ABSTRACT

Multivariate multilevel regression models are multilevel regression models that contain more than one response variable. As such, they are comparable to classical multivariate analysis of variance (MANOVA) models, where we also have several outcome measures. The reason for using a multivariate model is usually that the researchers have decided to use multiple measurements of one underlying construct, to achieve a better construct validity. A classic example is in medical research when diseases manifest themselves in a syndrome that leads to a pattern of related effects (Sammel, Lin, & Ryan, 1999). By using several outcome measures, researchers can obtain a better and more complete description of what is affected by changes in the predictor variables. Tabachnick and Fidell (2007) mention several advantages of using a multivariate approach instead of carrying out a series of univariate analyses.
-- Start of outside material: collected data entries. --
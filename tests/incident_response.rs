mod common;

use adaptive_signals::config::{IncidentConfig, InjectorConfig};
use adaptive_signals::flow_analyzer::EdgeHistory;
use adaptive_signals::incident_handling::{respond, IncidentDetector, IncidentKind};
use adaptive_signals::simulation_engine::incident_injector::{IncidentInjector, InjectorEvent};
use adaptive_signals::simulation_engine::simulator::ALL_CLASSES;
use adaptive_signals::simulation_engine::Simulator;
use common::FakeSim;

fn strings(ids: &[&str]) -> Vec<String> {
    ids.iter().map(|id| id.to_string()).collect()
}

/// Three vehicles on `E` heading to `D` via `X`; `Y` offers a way around.
fn network(halting_on_e: u32, speed_on_e: f64) -> FakeSim {
    let mut sim = FakeSim::new();
    sim.add_edge("E", 1, halting_on_e, speed_on_e);
    sim.add_edge("X", 1, 0, 10.0);
    sim.add_edge("Y", 1, 0, 10.0);
    sim.add_edge("D", 1, 0, 10.0);
    for vehicle in ["v1", "v2", "v3"] {
        sim.add_vehicle(vehicle, &["E", "X", "D"]);
    }
    sim.add_detour(&["E", "Y", "D"]);
    sim
}

#[test]
fn surge_reroutes_every_vehicle_on_the_edge() {
    let mut sim = network(25, 0.5);
    let config = IncidentConfig {
        surge_queue_threshold: 20,
        ..IncidentConfig::default()
    };
    let detector = IncidentDetector::new(&sim, config);
    let incidents = detector.detect(&sim, &EdgeHistory::new(5), 10);
    assert_eq!(incidents.len(), 1);
    assert_eq!(incidents[0].kind, IncidentKind::SuddenSurge);
    assert_eq!(incidents[0].edge_id, "E");

    let report = respond(&mut sim, &incidents[0]);
    assert_eq!(report.attempted, 3);
    assert_eq!(report.rerouted, 3);
    for vehicle in ["v1", "v2", "v3"] {
        assert_eq!(sim.vehicle_route(vehicle).unwrap(), strings(&["E", "Y", "D"]));
    }
    assert_eq!(report.to_record().kind, "sudden_surge");
}

#[test]
fn missing_alternative_is_reported_not_fatal() {
    let mut sim = network(25, 0.5);
    sim.detours.clear();
    let config = IncidentConfig {
        surge_queue_threshold: 20,
        ..IncidentConfig::default()
    };
    let detector = IncidentDetector::new(&sim, config);
    let incidents = detector.detect(&sim, &EdgeHistory::new(5), 10);
    let report = respond(&mut sim, &incidents[0]);
    assert_eq!(report.attempted, 3);
    assert_eq!(report.rerouted, 0);
    assert_eq!(report.unchanged, 3);
    assert_eq!(report.failed, 0);
    assert_eq!(sim.vehicle_route("v1").unwrap(), strings(&["E", "X", "D"]));
}

#[test]
fn persistent_queue_under_green_is_an_accident() {
    let mut sim = network(1, 10.0);
    sim.add_light("J", &["E_0"], "G");
    let mut history = EdgeHistory::new(5);
    for _ in 0..5 {
        history.record("E", 1, 10.0);
    }
    let detector = IncidentDetector::new(&sim, IncidentConfig::default());

    let incidents = detector.detect(&sim, &history, 5);
    assert_eq!(incidents.len(), 1);
    assert_eq!(incidents[0].kind, IncidentKind::Accident);

    if let Some(light) = sim.lights.get_mut("J") {
        light.state = "r".to_string();
    }
    assert!(detector.detect(&sim, &history, 6).is_empty());
}

#[test]
fn short_history_is_not_persistent() {
    let sim = network(1, 10.0);
    let mut history = EdgeHistory::new(5);
    for _ in 0..4 {
        history.record("E", 1, 10.0);
    }
    let detector = IncidentDetector::new(&sim, IncidentConfig::default());
    assert!(detector.detect(&sim, &history, 4).is_empty());
}

#[test]
fn fully_disallowed_edge_is_a_closure() {
    let mut sim = network(0, 0.0);
    sim.set_lane_disallowed("E_0", &[ALL_CLASSES.to_string()]).unwrap();
    let detector = IncidentDetector::new(&sim, IncidentConfig::default());
    let incidents = detector.detect(&sim, &EdgeHistory::new(5), 10);
    assert_eq!(incidents.len(), 1);
    assert_eq!(incidents[0].kind, IncidentKind::RoadClosure);
}

#[test]
fn injected_closure_survives_failed_queries() {
    let mut sim = FakeSim::new();
    sim.add_edge("e", 1, 0, 10.0);
    sim.add_edge("f", 1, 0, 10.0);
    sim.add_vehicle("v1", &["e", "f"]);
    let mut injector = IncidentInjector::new(&InjectorConfig {
        enabled: true,
        edge: Some("e".to_string()),
        probability: 1.0,
        duration: 1,
        seed: 0,
    });

    let closed = injector.advance(&mut sim).unwrap();
    assert!(matches!(closed, Some(InjectorEvent::Closed { ref edge, .. }) if edge == "e"));

    // Draining: the vehicle count query fails once.
    sim.failing_edges.insert("e".to_string());
    assert!(injector.advance(&mut sim).is_err());
    assert_eq!(injector.blocked_edge(), Some("e"));
    sim.failing_edges.clear();
    assert_eq!(injector.advance(&mut sim).unwrap(), None);

    if let Some(edge) = sim.edges.get_mut("e") {
        edge.vehicles.clear();
    }
    assert_eq!(
        injector.advance(&mut sim).unwrap(),
        Some(InjectorEvent::Drained { edge: "e".to_string() })
    );

    // Reopening fails once and is retried on the next step.
    sim.failing_edges.insert("e".to_string());
    assert!(injector.advance(&mut sim).is_err());
    assert_eq!(injector.blocked_edge(), Some("e"));
    sim.failing_edges.clear();
    assert_eq!(sim.lane_disallowed("e_0").unwrap(), vec![ALL_CLASSES.to_string()]);

    assert_eq!(
        injector.advance(&mut sim).unwrap(),
        Some(InjectorEvent::Reopened { edge: "e".to_string() })
    );
    assert_eq!(injector.blocked_edge(), None);
    assert!(sim.lane_disallowed("e_0").unwrap().is_empty());
}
One advantage of multivariate analysis is that carrying out a series of univariate statistical tests inflates the type I error rate, which is controlled better in a multivariate analysis. A second advantage of multivariate analysis is that it often has more power. On each individual response measure, the differences may be small and insignificant, but for the total set of response measures, the joint effect may produce a significant effect (Stevens, 2009; Tabachnick & Fidell, 2007). However, the disadvantage of multivariate models is that they are more complicated, and that their interpretation is more ambiguous.